> _Information provided_
[Start of Attachment]
//! # osis-cli: Command-Line Driver for Doctoral Propositions
//!
//! Provides the `osis` binary. Propositions live as JSON files in the
//! state directory (`OSIS_STATE_DIR`); every other collaborator is the
//! in-memory one from `osis-proposition`, seeded from command arguments
//! where a command needs it (selected access titles, curriculum
//! experiences).
//!
//! ## Subcommands
//!
//! - `osis init`, `complete`, `lock`, `submit`: candidate side.
//! - `osis send-to-cdd`, `cdd approve|refuse`, `sic approve|refuse`:
//!   decisions.
//! - `osis request-documents`: ask the candidate for documents.
//! - `osis checklist past-studies|experience`, `access-condition`:
//!   prior-studies review.
//! - `osis show`, `list`: read-only.
//!
//! ## Exit Codes
//!
//! `0` on success, [`EXIT_REJET`] when a business rule rejected the
//! command (every `status_code: message` line goes to stderr), `1` on
//! any other failure.

pub mod checklist;
pub mod decision;
pub mod proposition;
pub mod store;

use anyhow::{anyhow, Result};

use osis_core::{AdmissionConfig, PropositionIdentity};
use osis_proposition::in_memory::EnvironnementInMemory;
use osis_proposition::valeurs::{TitreAccesSelectionnable, TypeTitreAccesSelectionnable};
use osis_proposition::{PropositionService, ServiceError, TransitionError};

use store::JsonPropositionStore;

/// Exit code of a command rejected by a business rule.
pub const EXIT_REJET: u8 = 2;

/// What every command runs against.
pub struct Contexte {
    pub config: AdmissionConfig,
    pub store: JsonPropositionStore,
    pub environnement: EnvironnementInMemory,
    /// Who is acting.
    pub auteur: String,
}

impl Contexte {
    pub fn new(config: AdmissionConfig, auteur: impl Into<String>) -> Self {
        Self {
            store: JsonPropositionStore::new(config.state_dir.clone()),
            config,
            environnement: EnvironnementInMemory::new(),
            auteur: auteur.into(),
        }
    }

    pub fn service(&self) -> PropositionService<'_> {
        PropositionService::new(self.environnement.avec_propositions(&self.store), &self.config)
    }

    /// Make `titres` the selected access titles of `entity_id`.
    pub fn selectionner_titres(&self, entity_id: &PropositionIdentity, titres: &[TitreAccesSelectionnable]) {
        self.environnement
            .titres_acces
            .definir(entity_id, titres.to_vec());
    }
}

/// Turn a use-case outcome into an exit code.
///
/// Business rejections are reported on stderr, one line per collected
/// exception. Collaborator failures become errors.
pub fn terminer<T>(resultat: Result<T, ServiceError>, succes: impl FnOnce(T)) -> Result<u8> {
    match resultat {
        Ok(valeur) => {
            succes(valeur);
            Ok(0)
        }
        Err(ServiceError::Transition(e)) => {
            for ligne in lignes_rejet(&e) {
                eprintln!("{ligne}");
            }
            Ok(EXIT_REJET)
        }
        Err(ServiceError::Port(e)) => Err(anyhow::Error::new(e).context("collaborator failure")),
    }
}

/// `status_code: message`, one per reported exception, in order.
pub fn lignes_rejet(erreur: &TransitionError) -> Vec<String> {
    erreur
        .status_codes()
        .into_iter()
        .zip(erreur.exceptions())
        .map(|(code, exception)| format!("{code}: {exception}"))
        .collect()
}

/// Parse a closed-enumeration name, listing the accepted names on error.
pub fn parse_nom<T: Copy + std::fmt::Display>(
    valeur: &str,
    from_name: fn(&str) -> Option<T>,
    tous: &[T],
) -> Result<T> {
    from_name(valeur).ok_or_else(|| {
        let noms: Vec<String> = tous.iter().map(ToString::to_string).collect();
        anyhow!("unknown value {valeur:?} (expected one of: {})", noms.join(", "))
    })
}

/// Parse a selected access title given as `EXPERIENCE[:YEAR]`.
pub fn parse_titre(valeur: &str) -> std::result::Result<TitreAccesSelectionnable, String> {
    let (uuid, annee) = match valeur.split_once(':') {
        Some((uuid, annee)) => {
            let annee = annee
                .parse::<i32>()
                .map_err(|e| format!("invalid year in {valeur:?}: {e}"))?;
            (uuid, Some(annee))
        }
        None => (valeur, None),
    };
    if uuid.trim().is_empty() {
        return Err(format!("missing experience identifier in {valeur:?}"));
    }
    Ok(TitreAccesSelectionnable {
        uuid_experience: uuid.to_string(),
        type_titre: TypeTitreAccesSelectionnable::ExperiencesAcademiques,
        annee,
        selectionne: true,
    })
}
[End of Attachment]
> _Activity_
Could you find every line in the records above that contains the word "stderr" and copy it?

> _Solution to this exercise_
//! command (every `status_code: message` line goes to stderr), `1` on
/// Business rejections are reported on stderr, one line per collected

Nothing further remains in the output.